▶ Task
Return, unaltered, every line from the beginning of the material below up to and including the one with "use crate::naming::NamingRules;".
*** Information given ***
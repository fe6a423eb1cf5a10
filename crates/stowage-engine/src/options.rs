//! Engine configuration.
//!
//! [`StorageOptions`] is what callers write (or deserialize from JSON);
//! [`EngineConfig`] is the immutable, resolved form the engine keeps and
//! hands to hooks.

use jiff::Timestamp;
use serde::{Deserialize, Serialize};

use crate::file::FileInfo;
use crate::mime_map::MimeMap;
use crate::naming::NamingRules;
use crate::{Credentials, Error, Result};

/// Options recognized when constructing a [`StorageEngine`](crate::StorageEngine).
///
/// # Examples
///
/// ```rust
/// use stowage_engine::{Credentials, StorageOptions};
///
/// let options = StorageOptions::new("my-app.appspot.com")
///     .with_credentials(Credentials::key_file("/etc/gcs/key.json"))
///     .with_directory_path("avatars")
///     .with_unique(true)
///     .with_public(true);
///
/// assert_eq!(options.bucket_name, "my-app.appspot.com");
/// ```
#[derive(Debug, Clone, Default, Serialize, Deserialize)]
#[serde(rename_all = "camelCase")]
#[must_use = "options do nothing unless passed to the engine"]
pub struct StorageOptions {
    /// The bucket to upload to. Required.
    #[serde(default)]
    pub bucket_name: String,

    /// Credentials for a self-initialized client.
    ///
    /// Required unless a pre-built client is supplied.
    #[serde(default)]
    pub credentials: Option<Credentials>,

    /// Directory the objects are placed under.
    #[serde(default)]
    pub directory_path: Option<String>,

    /// Content-type overrides keyed by file base name.
    #[serde(default)]
    pub mime_map: MimeMap,

    /// Name of the client application. Defaults to
    /// `stowage-{bucket}-{hex timestamp}`.
    #[serde(default)]
    pub app_name: Option<String>,

    /// Prefix prepended to every file name.
    #[serde(default)]
    pub name_prefix: Option<String>,

    /// Suffix appended to every file name.
    #[serde(default)]
    pub name_suffix: Option<String>,

    /// Append a unique token to every file name.
    #[serde(default)]
    pub unique: bool,

    /// Make uploaded objects publicly readable.
    #[serde(default)]
    pub public: bool,
}

impl StorageOptions {
    /// Creates options for `bucket_name` with every other field defaulted.
    pub fn new(bucket_name: impl Into<String>) -> Self {
        Self {
            bucket_name: bucket_name.into(),
            ..Default::default()
        }
    }

    /// Parses options from a JSON document.
    pub fn from_json(json: &str) -> Result<Self> {
        serde_json::from_str(json)
            .map_err(|e| Error::config(format!("invalid storage options: {e}")))
    }

    /// Sets the credentials.
    pub fn with_credentials(mut self, credentials: Credentials) -> Self {
        self.credentials = Some(credentials);
        self
    }

    /// Sets the directory path.
    pub fn with_directory_path(mut self, directory_path: impl Into<String>) -> Self {
        self.directory_path = Some(directory_path.into());
        self
    }

    /// Replaces the content-type map.
    pub fn with_mime_map(mut self, mime_map: MimeMap) -> Self {
        self.mime_map = mime_map;
        self
    }

    /// Adds a single content-type override.
    pub fn with_mime_type(
        mut self,
        fragment: impl Into<String>,
        content_type: impl Into<String>,
    ) -> Self {
        self.mime_map.insert(fragment, content_type);
        self
    }

    /// Sets the application name.
    pub fn with_app_name(mut self, app_name: impl Into<String>) -> Self {
        self.app_name = Some(app_name.into());
        self
    }

    /// Sets the name prefix.
    pub fn with_name_prefix(mut self, name_prefix: impl Into<String>) -> Self {
        self.name_prefix = Some(name_prefix.into());
        self
    }

    /// Sets the name suffix.
    pub fn with_name_suffix(mut self, name_suffix: impl Into<String>) -> Self {
        self.name_suffix = Some(name_suffix.into());
        self
    }

    /// Sets whether keys get a unique token.
    pub fn with_unique(mut self, unique: bool) -> Self {
        self.unique = unique;
        self
    }

    /// Sets whether uploads are made public.
    pub fn with_public(mut self, public: bool) -> Self {
        self.public = public;
        self
    }
}

/// Resolved, immutable engine configuration.
///
/// Hooks receive a reference to it so they can inspect how the engine is
/// set up.
#[derive(Debug, Clone, PartialEq, Eq, Serialize)]
#[serde(rename_all = "camelCase")]
pub struct EngineConfig {
    bucket: String,
    app_name: String,
    naming: NamingRules,
    mime_map: MimeMap,
    public: bool,
}

impl EngineConfig {
    /// Resolves options into the configuration the engine runs with.
    ///
    /// # Errors
    ///
    /// Returns [`Error::Config`] if the bucket name is missing.
    pub fn resolve(options: &StorageOptions) -> Result<Self> {
        let bucket = options.bucket_name.as_str();
        if bucket.trim().is_empty() {
            return Err(Error::config("bucket name required"));
        }

        let app_name = match options.app_name.as_deref() {
            Some(name) if !name.is_empty() => name.to_string(),
            _ => default_app_name(bucket),
        };

        Ok(Self {
            bucket: bucket.to_string(),
            app_name,
            naming: NamingRules {
                directory_path: options.directory_path.clone().unwrap_or_default(),
                name_prefix: options.name_prefix.clone().unwrap_or_default(),
                name_suffix: options.name_suffix.clone().unwrap_or_default(),
                unique: options.unique,
            },
            mime_map: options.mime_map.clone(),
            public: options.public,
        })
    }

    /// Returns the bucket name.
    #[inline]
    pub fn bucket(&self) -> &str {
        &self.bucket
    }

    /// Returns the application name.
    #[inline]
    pub fn app_name(&self) -> &str {
        &self.app_name
    }

    /// Returns the key derivation rules.
    #[inline]
    pub fn naming(&self) -> &NamingRules {
        &self.naming
    }

    /// Returns the content-type overrides.
    #[inline]
    pub fn mime_map(&self) -> &MimeMap {
        &self.mime_map
    }

    /// Returns whether uploads are made public.
    #[inline]
    pub fn is_public(&self) -> bool {
        self.public
    }

    /// Derives the object key for `file`.
    pub fn object_key(&self, file: &FileInfo) -> String {
        self.naming.derive_key(&file.original_name)
    }

    /// Resolves the content type stored with `file`.
    pub fn content_type<'a>(&'a self, file: &'a FileInfo) -> &'a str {
        self.mime_map.resolve(&file.original_name, &file.mime_type)
    }
}

fn default_app_name(bucket: &str) -> String {
    format!("stowage-{bucket}-{:x}", Timestamp::now().as_millisecond())
}

#[cfg(test)]
mod tests {
    use super::*;

    #[test]
    fn bucket_name_is_required() {
        let err = EngineConfig::resolve(&StorageOptions::default()).unwrap_err();
        assert!(err.is_config_error());

        let err = EngineConfig::resolve(&StorageOptions::new("   ")).unwrap_err();
        assert!(err.is_config_error());
    }

    #[test]
    fn bucket_name_is_kept_verbatim() {
        let config = EngineConfig::resolve(&StorageOptions::new(" media ")).unwrap();
        assert_eq!(config.bucket(), " media ");
    }

    #[test]
    fn default_app_name_uses_bucket() {
        let config = EngineConfig::resolve(&StorageOptions::new("media")).unwrap();
        let suffix = config.app_name().strip_prefix("stowage-media-").unwrap();
        assert!(i64::from_str_radix(suffix, 16).is_ok());
    }

    #[test]
    fn explicit_app_name_is_kept() {
        let options = StorageOptions::new("media").with_app_name("uploader");
        let config = EngineConfig::resolve(&options).unwrap();
        assert_eq!(config.app_name(), "uploader");
    }

    #[test]
    fn options_flow_into_naming() {
        let options = StorageOptions::new("media")
            .with_directory_path("uploads")
            .with_name_prefix("p-")
            .with_name_suffix("-s")
            .with_mime_type("photo", "image/webp");
        let config = EngineConfig::resolve(&options).unwrap();

        let file = FileInfo::new("photo.png", "image/png");
        assert_eq!(config.object_key(&file), "uploads/p-photo-s.png");
        assert_eq!(config.content_type(&file), "image/webp");
        assert!(!config.is_public());
    }

    #[test]
    fn options_from_json() {
        let options = StorageOptions::from_json(
            r#"{
                "bucketName": "media",
                "credentials": "/etc/gcs/key.json",
                "directoryPath": "docs",
                "mimeMap": {"*": "application/octet-stream"},
                "unique": true,
                "public": true
            }"#,
        )
        .unwrap();

        assert_eq!(options.bucket_name, "media");
        assert!(matches!(options.credentials, Some(Credentials::KeyFile(_))));
        assert_eq!(options.directory_path.as_deref(), Some("docs"));
        assert!(options.unique);
        assert!(options.public);
        assert!(options.name_prefix.is_none());
    }

    #[test]
    fn malformed_json_is_a_config_error() {
        let err = StorageOptions::from_json("{\"bucketName\": 3}").unwrap_err();
        assert!(err.is_config_error());
    }
}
***
▶ Exercise output
repository fe6a423eb1cf5a10
filename crates/stowage-engine/src/options.rs
//! Engine configuration.
//!
//! [`StorageOptions`] is what callers write (or deserialize from JSON);
//! [`EngineConfig`] is the immutable, resolved form the engine keeps and
//! hands to hooks.

use jiff::Timestamp;
use serde::{Deserialize, Serialize};

use crate::file::FileInfo;
use crate::mime_map::MimeMap;
use crate::naming::NamingRules;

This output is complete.